NEW DELHI -- Adarsh Housing Society, Commonwealth Games, and 2G are just a few of the scams and scandals that spring to mind when musing about the impact of the The Right To Information Act, over the past ten year.

And while the RTI, which came into force on October 12, 2005, has exposed the rot and corruption of the country's institutions and leaders, it has also played a huge role in improving the daily lives of people by making government accessible and accountable.

The sweep of questions and concerns covered in tens of millions of RTI applications is impossible to catalogue, but whether it is seeking entitlements, exposing hoarding at local ration shops, or getting a village road constructed, these queries and complaints are all guided by the principle of standing up and being counted.

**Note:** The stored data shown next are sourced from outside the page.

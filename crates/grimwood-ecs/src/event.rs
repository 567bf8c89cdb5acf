//! Synchronous publish/subscribe.
//!
//! The [`EventBus`] is only a registry: it records which listener is
//! subscribed to which event kind, in subscription order. Delivery is done by
//! the owner of the bus through [`Dispatcher`], because listeners need mutable
//! access to the whole game context while they run.
//!
//! Delivery is synchronous and depth-first. A listener that emits while it is
//! being called runs the nested dispatch to completion before the outer
//! dispatch moves on to its next listener.

use std::fmt;
use std::hash::Hash;

use tracing::trace;

// ---------------------------------------------------------------------------
// Event
// ---------------------------------------------------------------------------

/// A message that can travel over an [`EventBus`].
pub trait Event: fmt::Debug {
    /// The discriminant listeners subscribe to.
    type Kind: Copy + Eq + Hash + fmt::Debug;

    /// This event's kind.
    fn kind(&self) -> Self::Kind;
}

/// Handle returned by [`EventBus::on`], used to unsubscribe.
#[derive(Debug, Clone, Copy, PartialEq, Eq, Hash, PartialOrd, Ord)]
pub struct SubscriptionId(u64);

#[derive(Debug)]
struct Subscription<K, L> {
    id: SubscriptionId,
    kind: K,
    listener: L,
}

// ---------------------------------------------------------------------------
// EventBus
// ---------------------------------------------------------------------------

/// Listener registry keyed by event kind.
///
/// `L` is whatever the owner uses to address a listener (a system index, a
/// closure slot, ...). It must be `Copy` so a dispatch can take a snapshot.
#[derive(Debug)]
pub struct EventBus<K, L> {
    subscriptions: Vec<Subscription<K, L>>,
    next_id: u64,
}

impl<K: Copy + Eq + fmt::Debug, L: Copy> EventBus<K, L> {
    /// Create an empty bus.
    pub fn new() -> Self {
        Self {
            subscriptions: Vec::new(),
            next_id: 0,
        }
    }

    /// Subscribe `listener` to events of `kind`.
    pub fn on(&mut self, kind: K, listener: L) -> SubscriptionId {
        let id = SubscriptionId(self.next_id);
        self.next_id += 1;
        self.subscriptions.push(Subscription { id, kind, listener });
        trace!(?kind, subscription = id.0, "listener subscribed");
        id
    }

    /// Remove a subscription. Returns `false` if it was not present.
    pub fn off(&mut self, id: SubscriptionId) -> bool {
        let before = self.subscriptions.len();
        self.subscriptions.retain(|s| s.id != id);
        before != self.subscriptions.len()
    }

    /// Whether `id` is still subscribed.
    pub fn is_subscribed(&self, id: SubscriptionId) -> bool {
        self.subscriptions.iter().any(|s| s.id == id)
    }

    /// Snapshot of the listeners for `kind`, in subscription order.
    pub fn listeners(&self, kind: K) -> Vec<(SubscriptionId, L)> {
        self.subscriptions
            .iter()
            .filter(|s| s.kind == kind)
            .map(|s| (s.id, s.listener))
            .collect()
    }

    /// Number of listeners for `kind`.
    pub fn listener_count(&self, kind: K) -> usize {
        self.subscriptions.iter().filter(|s| s.kind == kind).count()
    }

    /// Total number of subscriptions.
    pub fn len(&self) -> usize {
        self.subscriptions.len()
    }

    /// Whether nothing is subscribed.
    pub fn is_empty(&self) -> bool {
        self.subscriptions.is_empty()
    }
}

impl<K: Copy + Eq + fmt::Debug, L: Copy> Default for EventBus<K, L> {
    fn default() -> Self {
        Self::new()
    }
}

// ---------------------------------------------------------------------------
// Dispatcher
// ---------------------------------------------------------------------------

/// Owner of an [`EventBus`] that knows how to call its listeners.
pub trait Dispatcher {
    /// Event type carried by the bus.
    type Event: Event;
    /// Listener address stored in the bus.
    type Listener: Copy;

    /// The bus to read subscriptions from.
    fn event_bus(&self) -> &EventBus<<Self::Event as Event>::Kind, Self::Listener>;

    /// Invoke one listener.
    fn deliver(&mut self, listener: Self::Listener, event: &Self::Event);

    /// Deliver `event` to every listener of its kind, in subscription order.
    ///
    /// Listeners are snapshotted when the dispatch starts. A listener removed
    /// by an earlier listener of the same dispatch is skipped; one added
    /// during the dispatch only sees later events.
    fn emit(&mut self, event: Self::Event) {
        let kind = event.kind();
        let listeners = self.event_bus().listeners(kind);
        trace!(?kind, listeners = listeners.len(), "emit");
        for (id, listener) in listeners {
            if self.event_bus().is_subscribed(id) {
                self.deliver(listener, &event);
            }
        }
    }
}

// ---------------------------------------------------------------------------
// Tests
// ---------------------------------------------------------------------------
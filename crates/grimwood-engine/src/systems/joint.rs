use std::collections::BTreeMap;

use grimwood_ecs::entity::EntityId;
use rapier3d::prelude::ImpulseJointHandle;
use tracing::{debug, warn};

use crate::components::{Entity, Joint, JointKind};
use crate::context::GameContext;
use crate::error::SystemError;
use crate::system::System;

/// Creates physics joints for [`Joint`] entities.
///
/// Only revolute joints are supported; a joint entity of another kind is
/// logged and removed. A joint whose bodies do not exist yet is retried
/// every tick until both are registered.
#[derive(Debug, Default)]
pub struct JointSystem {
    handles: BTreeMap<EntityId, ImpulseJointHandle>,
}

impl JointSystem {
    pub fn new() -> Self {
        Self::default()
    }

    fn realise(&mut self, id: EntityId, ctx: &mut GameContext) -> bool {
        if self.handles.contains_key(&id) {
            return true;
        }
        let Some(joint) = ctx.component::<Joint>(id).cloned() else {
            return false;
        };
        let Some(handle) =
            ctx.physics
                .add_revolute_joint(joint.first, joint.second, joint.anchor1, joint.anchor2, joint.axis)
        else {
            return false;
        };
        debug!(entity = %id, first = %joint.first, second = %joint.second, "revolute joint created");
        self.handles.insert(id, handle);
        if let Some(component) = ctx.component_mut::<Joint>(id) {
            component.handle = Some(handle);
        }
        true
    }
}

impl System for JointSystem {
    fn name(&self) -> &'static str {
        "JointSystem"
    }

    fn applies_to(&self, entity: &Entity) -> bool {
        entity.has_component::<Joint>()
    }

    fn add_entity(&mut self, id: EntityId, ctx: &mut GameContext) -> bool {
        let kind = ctx.component::<Joint>(id).map(|joint| joint.kind);
        if kind != Some(JointKind::Revolute) {
            warn!(entity = %id, ?kind, "unsupported joint kind, entity removed");
            ctx.remove_entity(id);
            return false;
        }
        if !self.realise(id, ctx) {
            debug!(entity = %id, "joint bodies not registered yet");
        }
        true
    }

    fn remove_entity(&mut self, id: EntityId, ctx: &mut GameContext) {
        if let Some(handle) = self.handles.remove(&id) {
            ctx.physics.remove_joint(handle);
        }
    }

    fn update(&mut self, _elapsed: f64, entities: &[EntityId], ctx: &mut GameContext) -> Result<(), SystemError> {
        for &id in entities {
            self.realise(id, ctx);
        }
        Ok(())
    }
}

#[cfg(test)]
mod tests {
    use super::*;
    use crate::components::{ComponentBundle, PhysicsBody, Position};
    use crate::config::GameConfig;
    use crate::physics::{BodyDesc, BodyType, ColliderShape};
    use crate::systems::PhysicsSystem;

    fn door_parts(ctx: &mut GameContext) -> (EntityId, EntityId) {
        let shape = ColliderShape::Box {
            half_extents: [0.5, 1.0, 0.1],
        };
        let post = ctx
            .spawn(
                ComponentBundle::new()
                    .with(Position::default())
                    .with(PhysicsBody::new(BodyDesc::new(BodyType::Fixed, shape.clone()))),
            )
            .unwrap();
        let door = ctx
            .spawn(
                ComponentBundle::new()
                    .with(Position::new(1.0, 0.0, 0.0))
                    .with(PhysicsBody::new(BodyDesc::new(BodyType::Dynamic, shape))),
            )
            .unwrap();
        (post, door)
    }

    fn joint(kind: JointKind, first: EntityId, second: EntityId) -> Joint {
        Joint {
            kind,
            first,
            second,
            anchor1: [0.5, 0.0, 0.0],
            anchor2: [-0.5, 0.0, 0.0],
            axis: [0.0, 1.0, 0.0],
            handle: None,
        }
    }

    fn ctx() -> GameContext {
        let mut ctx = GameContext::new(GameConfig::default());
        ctx.add_system(Box::new(PhysicsSystem::new()));
        ctx.add_system(Box::new(JointSystem::new()));
        ctx
    }

    #[test]
    fn revolute_joint_is_created_and_removed() {
        let mut ctx = ctx();
        let (post, door) = door_parts(&mut ctx);
        let id = ctx
            .spawn(ComponentBundle::new().with(joint(JointKind::Revolute, post, door)))
            .unwrap();
        assert!(ctx.component::<Joint>(id).unwrap().handle.is_some());
        assert_eq!(ctx.physics.joint_count(), 1);

        ctx.remove_entity(id);
        assert_eq!(ctx.physics.joint_count(), 0);
    }

    #[test]
    fn unsupported_kind_removes_the_entity() {
        let mut ctx = ctx();
        let (post, door) = door_parts(&mut ctx);
        let id = ctx
            .spawn(ComponentBundle::new().with(joint(JointKind::Prismatic, post, door)))
            .unwrap();
        assert!(ctx.entity(id).is_none());
        assert_eq!(ctx.physics.joint_count(), 0);
        assert!(ctx.systems().entities_of("JointSystem").unwrap().is_empty());
    }

    #[test]
    fn joint_waits_for_its_bodies() {
        let mut ctx = ctx();
        let post = ctx.spawn(ComponentBundle::new().with(Position::default())).unwrap();
        let door = ctx.spawn(ComponentBundle::new().with(Position::default())).unwrap();
        let id = ctx
            .spawn(ComponentBundle::new().with(joint(JointKind::Revolute, post, door)))
            .unwrap();
        assert_eq!(ctx.component::<Joint>(id).unwrap().handle, None);

        let body = || {
            PhysicsBody::new(BodyDesc::new(
                BodyType::Dynamic,
                ColliderShape::Sphere { radius: 0.2 },
            ))
        };
        ctx.add_component(post, body());
        ctx.add_component(door, body());
        ctx.update_systems(1.0 / 60.0);
        assert!(ctx.component::<Joint>(id).unwrap().handle.is_some());
    }
}
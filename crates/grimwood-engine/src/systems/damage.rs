use grimwood_ecs::entity::EntityId;
use tracing::{debug, info};

use crate::components::{DamagedMarker, DeadMarker, Entity, Health, MakeDamage};
use crate::context::GameContext;
use crate::error::SystemError;
use crate::system::System;

/// Applies pending [`MakeDamage`] to [`Health`].
///
/// Health is clamped at zero. A hit entity gets a [`DamagedMarker`] for the
/// state machines to react to, and a [`DeadMarker`] once its health is
/// gone.
pub struct DamageSystem;

impl System for DamageSystem {
    fn name(&self) -> &'static str {
        "DamageSystem"
    }

    fn applies_to(&self, entity: &Entity) -> bool {
        entity.has_component::<Health>() && entity.has_component::<MakeDamage>()
    }

    fn update(&mut self, _elapsed: f64, entities: &[EntityId], ctx: &mut GameContext) -> Result<(), SystemError> {
        for &id in entities {
            let Some(damage) = ctx.remove_component::<MakeDamage>(id) else {
                continue;
            };
            let Some(health) = ctx.component_mut::<Health>(id) else {
                continue;
            };
            health.current = (health.current - damage.amount).max(0.0);
            let (current, dead) = (health.current, health.is_dead());
            debug!(entity = %id, amount = damage.amount, current, "damage applied");

            if !ctx.has_component::<DamagedMarker>(id) {
                ctx.add_component(id, DamagedMarker);
            }
            if dead && !ctx.has_component::<DeadMarker>(id) {
                info!(entity = %id, "health depleted");
                ctx.add_component(id, DeadMarker);
            }
        }
        Ok(())
    }
}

On its 10 anniversary, here are five RTI stories that made an impact.

Absconding Teacher

Soon after the Act came into force, parents in Panchampur village in the district of Banda, Uttar Pradesh, used it to track their local school teacher, who rarely made an appearance in the classroom.

After learning from RTI activists that they could seek attendance and leave records of the government school teacher, 15 villagers filed an application asking about his whereabouts, and also questioned the responsibility of the Primary Education Department in such a situation.

Immediate action was taken: a new school teacher was appointed to the village school, and an enquiry was ordered against the absconder.

Chandigarh--Smoke Free City

In 2007, Chandigarh became the first smoke free city in India, which meant banning smoke in indoor spaces as well as prohibiting it in outdoor public places likes parks and markets.

But Hemant Ghosh didn't expect his RTI applications to lead to such a landmark decision, which would influence other cities to enforce smoke-free laws in the years to come. His work is widely regarded as the trigger for the campaign to create awareness about the hazards of smoking, involving public service messages on television and cinemas, which has grown over the years.

Soon after the Act came into force, Ghosh inundated the governments of Punjab and Haryana with over 300 queries on how The 2003 Cigarettes and Other Tobacco Products Act (COTPA),which sets out provisions to address smoking in public places, was being implemented in their shared capital.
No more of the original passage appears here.